La gran sorpresa de TALES OF MANHATTAN, supone encontrarse en su edición videográfica con un episodio que jamás fue exhibido en su estreno comercial, e incluso se ausenta en la obligada referencia de los títulos de crédito. Se trata de un fragmento de corta duración, protagonizado por el singularísimo W. C. Fields, acompañado por la presencia de Margaret Dumont y el cómico Phil Silvers. Un pequeño sketch ligado al contexto de Fields, que en esta ocasión proporciona al conjunto un contrapunto cómico irresistible, con esa subversión de un grupo de burgueses que asisten a la degustación de un producto que se contrapone como oposición a las bebidas alcohólicas, promocionado por el profesor que encarna Fields, sin saber que en su interior estos tienen licores del más alto voltaje. Como si fuera un precedente de EL ÁNGEL EXTERMINADOR (1962. Luis Buñuel), la brevedad del relato no impide que nos encontremos ante un fragmento muy divertido, que al parecer no fue incluido en el conjunto de la película por problemas en el salario del singular intérprete, en contraste con el del resto del reparto.

 

TALES OF MANHATTAN se cierra con un episodio que, bajo mi punto de vista, se pierde en la blandura de su contenido, y que tiene como principal atractivo contemplar en pantalla al singular actor negro Paul Robeson, un intérprete que poco después conocería el exilio por su reconocida filiación progresista.

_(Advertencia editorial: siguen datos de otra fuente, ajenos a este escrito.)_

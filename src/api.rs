// ═══════════════════════════════════════════════════════════════════════
// Public API — the five operations the host drives the engine through.
// ═══════════════════════════════════════════════════════════════════════

use crate::board::build_board as build_board_impl;
use crate::projection::project_positions as project_positions_impl;
use crate::round::execute_round as execute_round_impl;
use crate::types::{Board, Event, GameState, Knight, Order, Player};
use crate::validate::{validate, RejectionCode};
use std::collections::HashMap;

/// Constructs the fixed board topology. Referentially transparent: every
/// call returns an identical `Board`.
pub fn build_board() -> Board {
    build_board_impl()
}

/// Validates `order` against `state` and, if accepted, returns a new
/// state with the order written into the owner's queue at slot
/// `order.order_number`. Writing a slot clears any existing order at a
/// higher slot number (the overwrite rule from §4.2) and recomputes
/// every one of the owner's knights' projected positions so later
/// validations see the update immediately.
pub fn submit_order(state: &GameState, order: Order) -> Result<GameState, RejectionCode> {
    validate(state, &order)?;

    let owner_nickname = order.owner_nickname.clone();
    let slot = (order.order_number - 1) as usize;

    let mut next = state.clone();
    {
        let player = next
            .players
            .get_mut(&owner_nickname)
            .expect("validate() already confirmed the owner exists");
        for later in player.orders.iter_mut().skip(slot) {
            *later = None;
        }
        player.orders[slot] = Some(order);
    }

    refresh_projections(&mut next, &owner_nickname);
    Ok(next)
}

/// Sets a player's readiness flag, returning a new state. Does not touch
/// any other player, order queue, or projection.
pub fn set_ready(state: &GameState, player: &str, ready: bool) -> GameState {
    let mut next = state.clone();
    if let Some(p) = next.players.get_mut(player) {
        p.ready = ready;
    }
    next
}

/// Executes a round if every active player is ready. See
/// `round::execute_round` for the full contract.
pub fn execute_round(state: &GameState, seed: u64) -> (GameState, Vec<Event>, bool) {
    execute_round_impl(state, seed)
}

/// Projected positions (after orders 1, 2, 3) for every knight the given
/// player controls — a read-only helper for UI order planning.
pub fn project_positions(player: &Player, knights: &HashMap<String, Knight>) -> HashMap<String, [u8; 3]> {
    project_positions_impl(player, knights)
}

fn refresh_projections(state: &mut GameState, owner_nickname: &str) {
    let Some(player) = state.players.get(owner_nickname).cloned() else {
        return;
    };
    let projections = project_positions_impl(&player, &state.knights);
    for (knight_name, positions) in projections {
        if let Some(knight) = state.knights.get_mut(&knight_name) {
            knight.projected_positions = positions;
        }
    }
}

#[cfg(test)]
mod tests {
    use super::*;
    use crate::setup::create_initial_state;
    use crate::types::OrderKind;

    fn move_order(order_number: u8, knight_name: &str, owner: &str, from: u8, to: u8) -> Order {
        Order {
            order_number,
            knight_name: knight_name.to_string(),
            owner_nickname: owner.to_string(),
            kind: OrderKind::Move,
            from,
            to,
            troops: 1,
        }
    }

    #[test]
    fn queue_bound_never_exceeds_three() {
        let state = create_initial_state(&["alice".to_string()], 1);
        let knight_name = state.players["alice"].knights[0].clone();
        let location = state.knights[&knight_name].location;
        let hop1 = state.board.hexes[location as usize].neighbors.iter().flatten().next().copied().unwrap();
        let hop2 = state.board.hexes[hop1 as usize].neighbors.iter().flatten().find(|&&n| n != location).copied().unwrap();

        let state = submit_order(&state, move_order(1, &knight_name, "alice", location, hop1)).unwrap();
        let state = submit_order(&state, move_order(2, &knight_name, "alice", hop1, hop2)).unwrap();
        let state = submit_order(&state, move_order(3, &knight_name, "alice", hop2, location)).unwrap();
        assert_eq!(state.players["alice"].queued_orders().len(), 3);
        let numbers: Vec<u8> = state.players["alice"].queued_orders().iter().map(|o| o.order_number).collect();
        assert_eq!(numbers, vec![1, 2, 3]);

        // A 4th order number is out of range and must be rejected, so the
        // queue can never grow past three slots.
        let fourth = Order {
            order_number: 4,
            knight_name,
            owner_nickname: "alice".to_string(),
            kind: OrderKind::Move,
            from: location,
            to: location,
            troops: 1,
        };
        assert_eq!(submit_order(&state, fourth), Err(RejectionCode::InvalidOrderNumber));
        assert_eq!(state.players["alice"].queued_orders().len(), 3);
    }

    #[test]
    fn overwriting_slot_n_clears_higher_slots() {
        let state = create_initial_state(&["alice".to_string()], 1);
        let knight_name = state.players["alice"].knights[0].clone();
        let location = state.knights[&knight_name].location;
        let to = state.board.hexes[location as usize].neighbors.iter().flatten().next().copied().unwrap();

        let state = submit_order(&state, move_order(1, &knight_name, "alice", location, to)).unwrap();
        let back = state.board.hexes[to as usize].neighbors.iter().flatten().find(|&&n| n != location).copied().unwrap();
        let state = submit_order(&state, move_order(2, &knight_name, "alice", to, back)).unwrap();
        assert_eq!(state.players["alice"].queued_orders().len(), 2);

        // Re-submitting slot 1 with a different destination must drop slot 2.
        let to2 = state
            .board
            .hexes[location as usize]
            .neighbors
            .iter()
            .flatten()
            .find(|&&n| n != to)
            .copied()
            .unwrap();
        let state = submit_order(&state, move_order(1, &knight_name, "alice", location, to2)).unwrap();
        assert_eq!(state.players["alice"].queued_orders().len(), 1);
        assert!(state.players["alice"].orders[1].is_none());
        assert_eq!(
            state.knights[&knight_name].projected_positions,
            [to2, to2, to2]
        );
    }

    #[test]
    fn set_ready_only_touches_named_player() {
        let state = create_initial_state(&["alice".to_string(), "bob".to_string()], 1);
        let state = set_ready(&state, "alice", true);
        assert!(state.players["alice"].ready);
        assert!(!state.players["bob"].ready);
    }
}
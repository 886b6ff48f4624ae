//! # Preference Store
//! The per-user document: interest scores per theme plus the two calibration
//! datasets (fluffiness, title descriptiveness).
//!
//! JSON shape:
//! {
//!   "interests": { "space": { "score": 8.0, "articles_analysed": 2 } },
//!   "fluffiness": [ { "machine_rating": 6.0, "user_rating": 3.5 } ],
//!   "title_descriptiveness": [ { "machine_rating": 9.0, "user_rating": 8.0 } ]
//! }
//!
//! Loading never fails: a missing, empty or malformed file yields the empty
//! document and a log line. An unreadable or malformed file is first renamed
//! to `<name>.corrupt-<n>` so a later save cannot overwrite it. Saving reports
//! every error to the caller.

use anyhow::{Context, Result};
use serde::{Deserialize, Serialize};
use std::{
    collections::BTreeMap,
    fs,
    io::{self, Write},
    path::{Path, PathBuf},
};
use tracing::{debug, error, warn};

/// Running mean for one named quantity (usually a theme).
#[derive(Debug, Clone, Copy, PartialEq, Serialize, Deserialize)]
pub struct ScoreInformation {
    pub score: f64,
    pub articles_analysed: u32,
}

impl ScoreInformation {
    pub fn new(score: f64, articles_analysed: u32) -> Self {
        Self {
            score,
            articles_analysed,
        }
    }

    /// Fold one more rating into the mean without keeping the history.
    pub fn fold(&mut self, rating: f64) {
        let n = f64::from(self.articles_analysed);
        self.score = (self.score * n + rating) / (n + 1.0);
        self.articles_analysed = self.articles_analysed.saturating_add(1);
    }
}

/// One observed (machine, user) pair. Never edited once stored.
#[derive(Debug, Clone, Copy, PartialEq, Serialize, Deserialize)]
pub struct CalibrationSample {
    pub machine_rating: f64,
    pub user_rating: f64,
}

impl CalibrationSample {
    pub fn new(machine_rating: f64, user_rating: f64) -> Self {
        Self {
            machine_rating,
            user_rating,
        }
    }
}

#[derive(Debug, Clone, Default, PartialEq, Serialize, Deserialize)]
pub struct UserPreferences {
    #[serde(default)]
    pub interests: BTreeMap<String, ScoreInformation>,
    #[serde(default)]
    pub fluffiness: Vec<CalibrationSample>,
    #[serde(default)]
    pub title_descriptiveness: Vec<CalibrationSample>,
}

impl UserPreferences {
    /// Decode a preference document. Absent keys default to empty, unknown keys are ignored.
    pub fn from_json_str(s: &str) -> Result<Self> {
        serde_json::from_str(s).context("decoding user preferences")
    }

    pub fn to_json_string(&self) -> Result<String> {
        serde_json::to_string_pretty(self).context("encoding user preferences")
    }

    pub fn interest(&self, theme: &str) -> Option<&ScoreInformation> {
        self.interests.get(theme)
    }

    /// Fold a rating into an existing theme or start a new one at `(rating, 1)`.
    /// Returns `true` when the theme was new.
    pub fn record_theme_rating(&mut self, theme: &str, rating: f64) -> bool {
        match self.interests.get_mut(theme) {
            Some(info) => {
                info.fold(rating);
                false
            }
            None => {
                self.interests
                    .insert(theme.to_string(), ScoreInformation::new(rating, 1));
                true
            }
        }
    }

    /// Theme → score map rendered as JSON for the LLM prompt.
    pub fn format_for_llm(&self) -> String {
        let scores: BTreeMap<&str, f64> = self
            .interests
            .iter()
            .map(|(theme, info)| (theme.as_str(), info.score))
            .collect();
        serde_json::to_string(&scores).unwrap_or_else(|_| "{}".to_string())
    }
}

/// Load preferences from `path`, substituting defaults on any problem.
pub fn load<P: AsRef<Path>>(path: P) -> UserPreferences {
    let path = path.as_ref();
    let content = match fs::read_to_string(path) {
        Ok(c) => c,
        Err(e) if e.kind() == io::ErrorKind::NotFound => {
            error!(path = %path.display(), "preferences file not found, starting empty");
            return UserPreferences::default();
        }
        Err(e) => {
            error!(path = %path.display(), error = %e, "cannot read preferences, starting empty");
            set_aside(path);
            return UserPreferences::default();
        }
    };

    if content.trim().is_empty() {
        warn!(path = %path.display(), "preferences file is empty, starting empty");
        return UserPreferences::default();
    }

    match UserPreferences::from_json_str(&content) {
        Ok(prefs) => {
            debug!(
                path = %path.display(),
                interests = prefs.interests.len(),
                fluffiness_samples = prefs.fluffiness.len(),
                title_samples = prefs.title_descriptiveness.len(),
                "preferences loaded"
            );
            prefs
        }
        Err(e) => {
            error!(path = %path.display(), error = ?e, "malformed preferences, starting empty");
            set_aside(path);
            UserPreferences::default()
        }
    }
}

/// Move a file that could not be loaded to the first free `<name>.corrupt-<n>`.
fn set_aside(path: &Path) -> Option<PathBuf> {
    if !path.is_file() {
        return None;
    }
    let name = path.file_name()?.to_string_lossy().into_owned();
    let target = (1u32..)
        .map(|n| path.with_file_name(format!("{name}.corrupt-{n}")))
        .find(|p| !p.exists())?;
    match fs::rename(path, &target) {
        Ok(()) => {
            warn!(
                path = %path.display(),
                moved_to = %target.display(),
                "unloadable preferences kept aside"
            );
            Some(target)
        }
        Err(e) => {
            warn!(path = %path.display(), error = %e, "could not move unloadable preferences aside");
            None
        }
    }
}

/// Write the whole document to `path` (temp file + rename).
pub fn save<P: AsRef<Path>>(path: P, prefs: &UserPreferences) -> Result<()> {
    let path = path.as_ref();
    if let Some(dir) = path.parent().filter(|d| !d.as_os_str().is_empty()) {
        fs::create_dir_all(dir)
            .with_context(|| format!("creating directory {}", dir.display()))?;
    }

    let json = prefs.to_json_string()?;
    let tmp = path.with_extension("json.tmp");
    let mut f =
        fs::File::create(&tmp).with_context(|| format!("creating {}", tmp.display()))?;
    f.write_all(json.as_bytes())
        .with_context(|| format!("writing {}", tmp.display()))?;
    if let Err(e) = f.sync_all() {
        warn!(path = %tmp.display(), error = %e, "fsync of preferences failed");
    }
    fs::rename(&tmp, path).with_context(|| format!("replacing {}", path.display()))?;

    debug!(path = %path.display(), "preferences saved");
    Ok(())
}

#[cfg(test)]
mod tests {
    use super::*;

    #[test]
    fn absent_keys_default_to_empty() {
        let p = UserPreferences::from_json_str(r#"{"interests": {"space": {"score": 7.0, "articles_analysed": 1}}}"#)
            .unwrap();
        assert_eq!(p.interests.len(), 1);
        assert!(p.fluffiness.is_empty());
        assert!(p.title_descriptiveness.is_empty());
    }

    #[test]
    fn unknown_keys_are_ignored() {
        let p = UserPreferences::from_json_str(r#"{"version": 3, "fluffiness": []}"#).unwrap();
        assert_eq!(p, UserPreferences::default());
    }

    #[test]
    fn fold_matches_end_to_end_example() {
        let mut info = ScoreInformation::new(8.0, 2);
        info.fold(10.0);
        assert!((info.score - 26.0 / 3.0).abs() < 1e-9);
        assert_eq!(info.articles_analysed, 3);
    }

    #[test]
    fn record_theme_rating_inserts_then_folds() {
        let mut p = UserPreferences::default();
        assert!(p.record_theme_rating("rust", 6.0));
        assert!(!p.record_theme_rating("rust", 8.0));
        let info = p.interest("rust").unwrap();
        assert!((info.score - 7.0).abs() < 1e-9);
        assert_eq!(info.articles_analysed, 2);
    }

    #[test]
    fn llm_format_lists_scores_only() {
        let mut p = UserPreferences::default();
        p.interests
            .insert("sports".into(), ScoreInformation::new(9.0, 4));
        assert_eq!(p.format_for_llm(), r#"{"sports":9.0}"#);
    }

    #[test]
    fn missing_file_loads_defaults() {
        let dir = tempfile::tempdir().unwrap();
        let p = load(dir.path().join("nope.json"));
        assert_eq!(p, UserPreferences::default());
    }
}
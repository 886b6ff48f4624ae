//! # Preference updates from user feedback
//! Folds one article's feedback into the store: theme ratings update the
//! running interest means, and the fluffiness / title ratings become new
//! calibration samples paired with the machine ratings the LLM produced.
//!
//! Models are not refitted here; new samples take effect at the next load.

use tracing::{debug, info};

use crate::analyze::RawArticleAnalysis;
use crate::preferences::{CalibrationSample, UserPreferences};

/// The user's own 0–10 judgements for one article. Inputs are validated by the caller.
#[derive(Debug, Clone, Default, PartialEq)]
pub struct Feedback {
    pub theme_ratings: Vec<(String, f64)>,
    pub fluffiness: Option<f64>,
    pub title_descriptiveness: Option<f64>,
}

#[derive(Debug, Clone, Copy, Default, PartialEq, Eq)]
pub struct FeedbackSummary {
    pub themes_updated: usize,
    pub themes_added: usize,
    pub fluffiness_samples: usize,
    pub title_samples: usize,
}

pub fn apply_feedback(
    prefs: &mut UserPreferences,
    analysis: &RawArticleAnalysis,
    feedback: &Feedback,
) -> FeedbackSummary {
    let mut summary = FeedbackSummary::default();

    for (theme, rating) in &feedback.theme_ratings {
        if prefs.record_theme_rating(theme, *rating) {
            summary.themes_added += 1;
        } else {
            summary.themes_updated += 1;
        }
    }

    // A sample needs both halves of the pair.
    if let (Some(machine), Some(user)) = (analysis.how_fluffy, feedback.fluffiness) {
        prefs.fluffiness.push(CalibrationSample::new(machine, user));
        summary.fluffiness_samples += 1;
    } else if feedback.fluffiness.is_some() {
        debug!("fluffiness feedback without machine rating, sample skipped");
    }

    if let (Some(machine), Some(user)) = (analysis.how_descriptive_title, feedback.title_descriptiveness) {
        prefs
            .title_descriptiveness
            .push(CalibrationSample::new(machine, user));
        summary.title_samples += 1;
    } else if feedback.title_descriptiveness.is_some() {
        debug!("title feedback without machine rating, sample skipped");
    }

    info!(
        themes_updated = summary.themes_updated,
        themes_added = summary.themes_added,
        fluffiness_samples = summary.fluffiness_samples,
        title_samples = summary.title_samples,
        "feedback recorded"
    );
    summary
}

Este encarna a un agricultor que ha recogido junto a su mujer el smoking lleno de dinero, fruto de un atraco que ha llegado hasta allí de manera rocambolesca –una situación, esta sí, bastante ingeniosa-. La inesperada aparición del mismo será considerada un milagro, revolucionándose toda la colonia negra, caracterizada por su pobreza. Un episodio amable pero blando, del que solo cabría destacar, una vez más, el atractivo de su convincente dirección artística, cerrando un conjunto nada desdeñable, pero al cual quizá un superior grado de coherencia en su enunciado, le hubiera permitido alcanzar un superior grado de interés.